Catalysts: Govt approvals, higher dividend, Share buyback
Valuation: Upgrade earning by 13-19% on weaker INR assumption
We now assume weaker currency at INR60/USD (earlier 55) for FY14-16.
We also fine-tune our model for the FY13 annual report. Weaker currency
assumption is the key reason for our earnings increase of 13-19% for
FY14-15F. Our revised TP is INR375 (INR350 earlier). Maintain Buy.

1Q results and conference call takeaways
In-line result; EBITDA 1% above our estimate
• Reported PAT of INR31.3bn (down 18% y-y, up 22% q-q) was 4% ahead of our
estimate of INR29.9bn.
• Sequentially, gross operated production increased 5% q-q. The increase was driven by
higher production at Cambay 10.6kboepd (up 72% q-q, due to new infill wells coming
online) and RJ block (production increased from 169kbpd in 4Q to 173kbpd in 1Q). The
company now does not provide field breakup in RJ block but indicated that increases
were driven by all producing fields of Mangala well.
• The company recognised foreign exchange mark-to-market gains of INR6.8bn on
nearly USD1bn of U.S. dollar deposits.
• As of the end of June 2013, the company had net cash balance of USD3.16bn, of
which nearly USD1bn remains in U.S. dollar deposits.

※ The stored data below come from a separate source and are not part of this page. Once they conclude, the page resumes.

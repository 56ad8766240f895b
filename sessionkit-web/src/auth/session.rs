//! Session lifecycle: login, register, refresh, logout

use super::{
    codec::CredentialCodec,
    delivery::{clear_session_cookies, DeliveryResult},
    password::PasswordHasher,
};
use crate::{
    error::AuthError,
    users::{Identity, UserRepository},
};
use axum_extra::extract::cookie::CookieJar;
use sessionkit_core::{
    validate_email, validate_new_password, ClientKind, LoginRequest, RegisterRequest,
    ACCESS_TOKEN_COOKIE, REFRESH_TOKEN_COOKIE,
};
use std::sync::Arc;
use tracing::{debug, info, warn};

/// Issues and renews session credentials.
///
/// Stateless across requests: every call reads what it needs from the user store and the
/// presented credentials.
#[derive(Clone)]
pub struct SessionService {
    users: Arc<dyn UserRepository>,
    hasher: Arc<dyn PasswordHasher>,
    codec: CredentialCodec,
}

impl SessionService {
    pub fn new(
        users: Arc<dyn UserRepository>,
        hasher: Arc<dyn PasswordHasher>,
        codec: CredentialCodec,
    ) -> Self {
        Self {
            users,
            hasher,
            codec,
        }
    }

    pub fn codec(&self) -> &CredentialCodec {
        &self.codec
    }

    /// Authenticate with email and password
    pub async fn login(&self, request: LoginRequest) -> Result<DeliveryResult, AuthError> {
        let email = request.email.trim();

        let Some(identity) = self.users.find_by_email(email).await? else {
            warn!("Login rejected: unknown email");
            return Err(AuthError::InvalidCredentials);
        };

        if !self.hasher.verify(&request.password, &identity.password_hash) {
            warn!(user_id = %identity.id, "Login rejected: wrong password");
            return Err(AuthError::InvalidCredentials);
        }

        // Only reported once the password is known to be right
        if !identity.is_active {
            warn!(user_id = %identity.id, "Login rejected: account inactive");
            return Err(AuthError::AccountInactive);
        }

        let delivery = self.issue_pair(&identity, request.client_type)?;
        info!(user_id = %identity.id, client = %request.client_type, "User logged in");
        Ok(delivery)
    }

    /// Create an account and sign it in
    pub async fn register(&self, request: RegisterRequest) -> Result<DeliveryResult, AuthError> {
        let email = request.email.trim();

        validate_email(email).map_err(|e| AuthError::Validation(e.message.to_string()))?;
        validate_new_password(&request.password)
            .map_err(|e| AuthError::Validation(e.message.to_string()))?;

        if self.users.email_exists(email).await? {
            warn!("Registration rejected: email already registered");
            return Err(AuthError::EmailTaken);
        }

        let password_hash = self.hasher.hash(&request.password)?;
        let identity = self
            .users
            .create(Identity::new(
                email.to_string(),
                password_hash,
                request.first_name,
                request.last_name,
            ))
            .await?;

        let delivery = self.issue_pair(&identity, request.client_type)?;
        info!(user_id = %identity.id, client = %request.client_type, "User registered");
        Ok(delivery)
    }

    /// Renew the pair carried by the session cookies.
    ///
    /// The previous access token may be expired but must still carry a valid signature,
    /// issuer and audience. The result is always cookie-delivered.
    pub async fn refresh(&self, jar: &CookieJar) -> Result<DeliveryResult, AuthError> {
        // Presence only: refresh tokens are not stored server-side
        require_cookie(jar, REFRESH_TOKEN_COOKIE, "Refresh token")?;
        let previous = require_cookie(jar, ACCESS_TOKEN_COOKIE, "Access token")?;

        let claims = self
            .codec
            .decode_ignoring_expiry(previous)
            .claims()
            .ok_or_else(|| {
                warn!("Refresh rejected: previous access token does not verify");
                AuthError::InvalidCredential
            })?;

        let user_id = claims.subject_id().ok_or_else(|| {
            warn!("Refresh rejected: subject is not a user id");
            AuthError::InvalidCredential
        })?;

        let Some(identity) = self.users.find_by_id(user_id).await? else {
            warn!(%user_id, "Refresh rejected: user no longer exists");
            return Err(AuthError::UserNotFound);
        };

        if !identity.is_active {
            warn!(%user_id, "Refresh rejected: account inactive");
            return Err(AuthError::AccountInactive);
        }

        let delivery = self.issue_pair(&identity, ClientKind::Web)?;
        info!(%user_id, "Session refreshed");
        Ok(delivery)
    }

    /// End the session held in `jar`; succeeds whether or not cookies are present
    pub fn logout(&self, jar: CookieJar) -> CookieJar {
        let had_session =
            jar.get(ACCESS_TOKEN_COOKIE).is_some() || jar.get(REFRESH_TOKEN_COOKIE).is_some();
        debug!(had_session, "Logging out");
        clear_session_cookies(jar)
    }

    fn issue_pair(
        &self,
        identity: &Identity,
        kind: ClientKind,
    ) -> Result<DeliveryResult, AuthError> {
        let access = self.codec.issue_access(identity)?;
        let refresh = self.codec.issue_refresh();
        Ok(DeliveryResult::for_client(
            kind,
            access.token,
            refresh,
            access.expires_at,
        ))
    }
}

fn require_cookie<'a>(
    jar: &'a CookieJar,
    name: &str,
    label: &'static str,
) -> Result<&'a str, AuthError> {
    jar.get(name)
        .map(|cookie| cookie.value())
        .filter(|value| !value.is_empty())
        .ok_or_else(|| {
            debug!("{} cookie missing", name);
            AuthError::MissingCredential(label)
        })
}
//! Profile handlers for the signed-in user

use crate::{auth::AuthenticatedUser, error::AuthError, AppState};
use axum::{extract::State, response::Json};
use sessionkit_core::{ApiResponse, UpdateUserRequest, UserProfile};

/// Get the current user's profile
#[utoipa::path(
    get,
    path = "/api/user",
    tag = "User",
    summary = "Current user",
    responses(
        (status = 200, description = "Profile of the signed-in user", body = ApiResponse<UserProfile>),
        (status = 401, description = "Authentication required"),
        (status = 404, description = "User not found")
    ),
    security(("access_token" = []), ("bearer" = []))
)]
pub async fn get_user(
    State(state): State<AppState>,
    user: AuthenticatedUser,
) -> Result<Json<ApiResponse<UserProfile>>, AuthError> {
    let profile = state.profiles.profile(user.id).await?;
    Ok(Json(ApiResponse::ok(profile, None)))
}

/// Update the current user's names
#[utoipa::path(
    put,
    path = "/api/user",
    tag = "User",
    summary = "Update current user",
    description = "Blank or missing fields are left unchanged",
    request_body = UpdateUserRequest,
    responses(
        (status = 200, description = "Profile updated", body = ApiResponse<UserProfile>),
        (status = 401, description = "Authentication required"),
        (status = 404, description = "User not found")
    ),
    security(("access_token" = []), ("bearer" = []))
)]
pub async fn update_user(
    State(state): State<AppState>,
    user: AuthenticatedUser,
    Json(request): Json<UpdateUserRequest>,
) -> Result<Json<ApiResponse<UserProfile>>, AuthError> {
    let profile = state.profiles.update(user.id, request).await?;
    Ok(Json(ApiResponse::ok(profile, Some("User updated successfully"))))
}
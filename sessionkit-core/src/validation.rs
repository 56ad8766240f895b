//! Input validation shared by the server and the client forms

use thiserror::Error;

/// Minimum accepted password length
pub const MIN_PASSWORD_LENGTH: usize = 6;

/// Maximum accepted password length
pub const MAX_PASSWORD_LENGTH: usize = 100;

/// A single field that failed validation
#[derive(Debug, Clone, PartialEq, Eq, Error)]
#[error("{field}: {message}")]
pub struct FieldError {
    pub field: &'static str,
    pub message: &'static str,
}

impl FieldError {
    fn new(field: &'static str, message: &'static str) -> Self {
        Self { field, message }
    }
}

/// Validate an email address the way the sign-in forms do
pub fn validate_email(email: &str) -> Result<(), FieldError> {
    let email = email.trim();
    if email.is_empty() {
        return Err(FieldError::new("email", "Email is required"));
    }

    let Some((local, domain)) = email.split_once('@') else {
        return Err(FieldError::new("email", "Invalid email address"));
    };

    if local.is_empty() || domain.is_empty() || domain.contains('@') || email.contains(' ') {
        return Err(FieldError::new("email", "Invalid email address"));
    }

    Ok(())
}

/// Validate a password chosen at registration
pub fn validate_new_password(password: &str) -> Result<(), FieldError> {
    if password.len() < MIN_PASSWORD_LENGTH {
        return Err(FieldError::new(
            "password",
            "Password must be at least 6 characters",
        ));
    }

    if password.len() > MAX_PASSWORD_LENGTH {
        return Err(FieldError::new(
            "password",
            "Password must be less than 100 characters",
        ));
    }

    Ok(())
}
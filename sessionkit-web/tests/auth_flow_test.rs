//! End-to-end session lifecycle through the HTTP router

mod helpers;

use axum::{
    body::Body,
    http::{Request, StatusCode},
};
use chrono::{Duration, Utc};
use helpers::*;
use serde_json::json;
use sessionkit_core::{ACCESS_TOKEN_COOKIE, REFRESH_TOKEN_COOKIE};
use sessionkit_web::users::UserRepository;
use tower::ServiceExt;

fn register_body(client_type: &str) -> serde_json::Value {
    json!({
        "email": "ada@example.com",
        "password": "secret1",
        "firstName": "Ada",
        "clientType": client_type
    })
}

fn login_body(password: &str, client_type: &str) -> serde_json::Value {
    json!({
        "email": "ada@example.com",
        "password": password,
        "clientType": client_type
    })
}

#[tokio::test]
async fn test_web_register_sets_cookies_without_tokens_in_body() {
    let app = spawn_app();

    let response = app
        .router
        .clone()
        .oneshot(json_request("POST", "/api/auth/register", register_body("Web")))
        .await
        .unwrap();

    assert_eq!(response.status(), StatusCode::CREATED);

    let cookies = set_cookies(&response);
    let access = cookies
        .iter()
        .find(|c| c.name() == ACCESS_TOKEN_COOKIE)
        .expect("access cookie");
    let refresh = cookies
        .iter()
        .find(|c| c.name() == REFRESH_TOKEN_COOKIE)
        .expect("refresh cookie");
    assert_eq!(access.http_only(), Some(true));
    assert_eq!(access.secure(), Some(true));
    assert_eq!(access.path(), Some("/"));
    assert_eq!(refresh.max_age(), Some(time::Duration::days(7)));

    let body = body_json(response).await;
    assert_eq!(body["success"], true);
    assert_eq!(body["statusCode"], "Created");
    assert!(body["data"]["expiresAt"].is_string());
    assert!(body["data"].get("accessToken").is_none());
    assert!(body["data"].get("refreshToken").is_none());
}

#[tokio::test]
async fn test_mobile_login_returns_tokens_and_no_cookies() {
    let app = spawn_app();
    app.router
        .clone()
        .oneshot(json_request("POST", "/api/auth/register", register_body("Mobile")))
        .await
        .unwrap();

    let response = app
        .router
        .clone()
        .oneshot(json_request(
            "POST",
            "/api/auth/login",
            login_body("secret1", "Mobile"),
        ))
        .await
        .unwrap();

    assert_eq!(response.status(), StatusCode::OK);
    assert!(set_cookies(&response).is_empty());

    let body = body_json(response).await;
    let token = body["data"]["accessToken"].as_str().unwrap();
    assert!(body["data"]["refreshToken"].is_string());

    // The bearer token opens the profile route
    let profile = app
        .router
        .clone()
        .oneshot(with_bearer(
            Request::get("/api/user").body(Body::empty()).unwrap(),
            token,
        ))
        .await
        .unwrap();
    assert_eq!(profile.status(), StatusCode::OK);
    let profile = body_json(profile).await;
    assert_eq!(profile["data"]["email"], "ada@example.com");
    assert_eq!(profile["data"]["firstName"], "Ada");
    assert_eq!(profile["data"]["lastName"], "");
}

#[tokio::test]
async fn test_bad_login_and_duplicate_register_envelopes() {
    let app = spawn_app();
    app.router
        .clone()
        .oneshot(json_request("POST", "/api/auth/register", register_body("Web")))
        .await
        .unwrap();

    let response = app
        .router
        .clone()
        .oneshot(json_request(
            "POST",
            "/api/auth/login",
            login_body("wrong-password", "Web"),
        ))
        .await
        .unwrap();
    assert_eq!(response.status(), StatusCode::UNAUTHORIZED);
    assert!(set_cookies(&response).is_empty());
    let body = body_json(response).await;
    assert_eq!(body["success"], false);
    assert_eq!(body["message"], "Invalid email or password");

    let response = app
        .router
        .clone()
        .oneshot(json_request("POST", "/api/auth/register", register_body("Web")))
        .await
        .unwrap();
    assert_eq!(response.status(), StatusCode::BAD_REQUEST);
    let body = body_json(response).await;
    assert_eq!(body["message"], "User with this email already exists");
}

#[tokio::test]
async fn test_refresh_with_expired_access_cookie_issues_new_pair() {
    let app = spawn_app();
    let response = app
        .router
        .clone()
        .oneshot(json_request("POST", "/api/auth/register", register_body("Web")))
        .await
        .unwrap();
    let cookies = live_cookies(&response);

    // Swap in an access token that expired an hour ago
    let user = app
        .users
        .find_by_email("ada@example.com")
        .await
        .unwrap()
        .unwrap();
    let stale = app
        .state
        .sessions
        .codec()
        .issue_access_at(&user, Utc::now() - Duration::hours(1))
        .unwrap();
    let cookies: Vec<(String, String)> = cookies
        .into_iter()
        .map(|(name, value)| {
            if name == ACCESS_TOKEN_COOKIE {
                (name, stale.token.clone())
            } else {
                (name, value)
            }
        })
        .collect();

    // The stale token no longer opens protected routes
    let rejected = app
        .router
        .clone()
        .oneshot(with_cookies(
            Request::get("/api/user").body(Body::empty()).unwrap(),
            &cookies,
        ))
        .await
        .unwrap();
    assert_eq!(rejected.status(), StatusCode::UNAUTHORIZED);

    let response = app
        .router
        .clone()
        .oneshot(with_cookies(
            Request::post("/api/auth/refresh").body(Body::empty()).unwrap(),
            &cookies,
        ))
        .await
        .unwrap();
    assert_eq!(response.status(), StatusCode::OK);

    let renewed = live_cookies(&response);
    assert_eq!(renewed.len(), 2);
    let new_access = renewed
        .iter()
        .find(|(name, _)| name == ACCESS_TOKEN_COOKIE)
        .unwrap();
    assert_ne!(new_access.1, stale.token);

    let body = body_json(response).await;
    assert!(body["data"].get("accessToken").is_none());

    let profile = app
        .router
        .clone()
        .oneshot(with_cookies(
            Request::get("/api/user").body(Body::empty()).unwrap(),
            &renewed,
        ))
        .await
        .unwrap();
    assert_eq!(profile.status(), StatusCode::OK);
}

#[tokio::test]
async fn test_refresh_failures_are_unauthorized() {
    let app = spawn_app();

    let missing = app
        .router
        .clone()
        .oneshot(Request::post("/api/auth/refresh").body(Body::empty()).unwrap())
        .await
        .unwrap();
    assert_eq!(missing.status(), StatusCode::UNAUTHORIZED);
    assert_eq!(body_json(missing).await["message"], "Refresh token not found");

    let garbage = vec![
        (ACCESS_TOKEN_COOKIE.to_string(), "garbage".to_string()),
        (REFRESH_TOKEN_COOKIE.to_string(), "opaque".to_string()),
    ];
    let invalid = app
        .router
        .clone()
        .oneshot(with_cookies(
            Request::post("/api/auth/refresh").body(Body::empty()).unwrap(),
            &garbage,
        ))
        .await
        .unwrap();
    assert_eq!(invalid.status(), StatusCode::UNAUTHORIZED);
    assert_eq!(body_json(invalid).await["message"], "Invalid access token");
}

#[tokio::test]
async fn test_logout_is_idempotent() {
    let app = spawn_app();
    let response = app
        .router
        .clone()
        .oneshot(json_request("POST", "/api/auth/register", register_body("Web")))
        .await
        .unwrap();
    let cookies = live_cookies(&response);

    let first = app
        .router
        .clone()
        .oneshot(with_cookies(
            Request::post("/api/auth/logout").body(Body::empty()).unwrap(),
            &cookies,
        ))
        .await
        .unwrap();
    assert_eq!(first.status(), StatusCode::OK);
    // Both cookies are expired, none carries a credential
    let removals = set_cookies(&first);
    assert_eq!(removals.len(), 2);
    assert!(removals.iter().all(|cookie| cookie.value().is_empty()));
    assert!(live_cookies(&first).is_empty());

    let second = app
        .router
        .clone()
        .oneshot(Request::post("/api/auth/logout").body(Body::empty()).unwrap())
        .await
        .unwrap();
    assert_eq!(second.status(), StatusCode::OK);
    assert!(set_cookies(&second).is_empty());
    let body = body_json(second).await;
    assert_eq!(body["success"], true);
    assert_eq!(body["message"], "Logout successful");
}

Remains confident in FY14 exit guidance of 200-215kbpd
• Management indicated that RJ block production has already increased to 180kbpd. It
remains confident of achieving guidance of 200-215kbpd for FY14 exit.
• It has three development rigs (two were added in 1Q) and is planning to add three
more by FY14. During 1Q, it drilled 16 development wells.
• For ramping and sustaining production, CAIR has acapex plan of USD1.6bn (net to
CAIR) over the next three years. This will include 350 development wells and
associated facilities.
• The approval of the Mangala polymer enhanced oil recovery (EOR) field development
plan (FDP) is at the operating committee level. This is expected to be implemented in
FY15.
• The company expects to commence production from Barmer hill and two satellite fields
(NI and NE) in FY14, subject to approvals.
Exploration gathering momentum to target 530 mmboe of prospective resource
• CAIR is planning to drill 100 exploration and appraisal wells in the next three years to
monetise 530mmboe of gross prospective resources in RJ block.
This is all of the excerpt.